Paul Bocuse Death Hoax Takes Over Twitter

 

Late on Sunday evening, the food Twitterverse in America exploded with rumors and a purported obituary that legendary chef Paul Bocuse passed away. Except he totally didn’t. Seriously. It’s a hoax! (Nor did Joel Robuchon and Alain Passard hold a lookalike contest to find his replacement.)

After noticing that none of the major newspapers in France carried the story — which they would, since Bocuse is the Steve Jobs of French cuisine — food writer Elizabeth Auerbach, who was in France at the time, confirmed with his eponymous restaurant that Paul was not dead. “They’re very unhappy with the rumours [sic] on Twitter about his death,” she reported.

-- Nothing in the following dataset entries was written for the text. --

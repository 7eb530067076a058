// Copyright 2025 the Contour Authors
// SPDX-License-Identifier: Apache-2.0 OR MIT

//! Corner selection for partially rounded rectangles.

use bitflags::bitflags;

bitflags! {
    /// Set of rectangle corners that are drawn rounded.
    ///
    /// A corner is rounded iff its bit is set.
    #[derive(Clone, Copy, Debug, Default, PartialEq, Eq, Hash)]
    pub struct CornerMask: u8 {
        /// Top left corner.
        const TOP_LEFT = 0b0001;
        /// Top right corner.
        const TOP_RIGHT = 0b0010;
        /// Bottom left corner.
        const BOTTOM_LEFT = 0b0100;
        /// Bottom right corner.
        const BOTTOM_RIGHT = 0b1000;
    }
}

impl CornerMask {
    /// Every corner rounded.
    pub const ALL_CORNERS: Self = Self::all();
    /// No corner rounded.
    pub const NO_CORNERS: Self = Self::empty();
    /// Both top corners.
    pub const TOP: Self = Self::TOP_LEFT.union(Self::TOP_RIGHT);
    /// Both bottom corners.
    pub const BOTTOM: Self = Self::BOTTOM_LEFT.union(Self::BOTTOM_RIGHT);

    /// `true` if `corner` is rounded.
    #[inline]
    pub fn is_rounded(self, corner: Corner) -> bool {
        self.contains(corner.mask())
    }

    /// Radius to use at `corner`, given the shared radius for rounded corners.
    #[inline]
    pub fn radius_at(self, corner: Corner, radius: f64) -> f64 {
        if self.is_rounded(corner) {
            radius
        } else {
            0.0
        }
    }
}

/// One of the four corners of a rectangle.
#[derive(Clone, Copy, Debug, PartialEq, Eq, Hash)]
pub enum Corner {
    /// Top left.
    TopLeft,
    /// Top right.
    TopRight,
    /// Bottom right.
    BottomRight,
    /// Bottom left.
    BottomLeft,
}

impl Corner {
    /// The single-bit mask for this corner.
    pub const fn mask(self) -> CornerMask {
        match self {
            Self::TopLeft => CornerMask::TOP_LEFT,
            Self::TopRight => CornerMask::TOP_RIGHT,
            Self::BottomRight => CornerMask::BOTTOM_RIGHT,
            Self::BottomLeft => CornerMask::BOTTOM_LEFT,
        }
    }
}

Paul Bocuse would have been 86 this year, and probably will be 86, because he is TOTALLY NOT DEAD.

That didn’t stop famous chefs, from Andrew Zimmern to Scott Conant, from instinctively retweeting the news and eulogizing France’s paradigm-shifting chef. Hey, it’s not like this type of Twitter news flash hasn’t happened before.

But when the news broke that it was a hoax perpetrated by a site called Necro-pedia, a wiki where a bunch of tasteless people write anticipatory obituaries of celebrities (and also may infect your computer with malware), the public mourning turned into an angry tweet mob.

Eli Kirschtein and Conant (who deleted his offending tweet) both called the rumor “terrible” and “horrible“. Zimmern, who had many fond memories of the chef and his food, tweeted harsher words. “What a bunch of fuckwits. Contemptible.”

So everyone: please, please, please put away your tributary Instagram tweets of you cooking sole meuniere, and stop reading his cookbook backwards to look for hidden messages confirming his death. Instead let’s follow David Chang’s suggestion on how to deal with the entire thing: “Instead of bad Bocuse rumors, let’s ruminate on this.”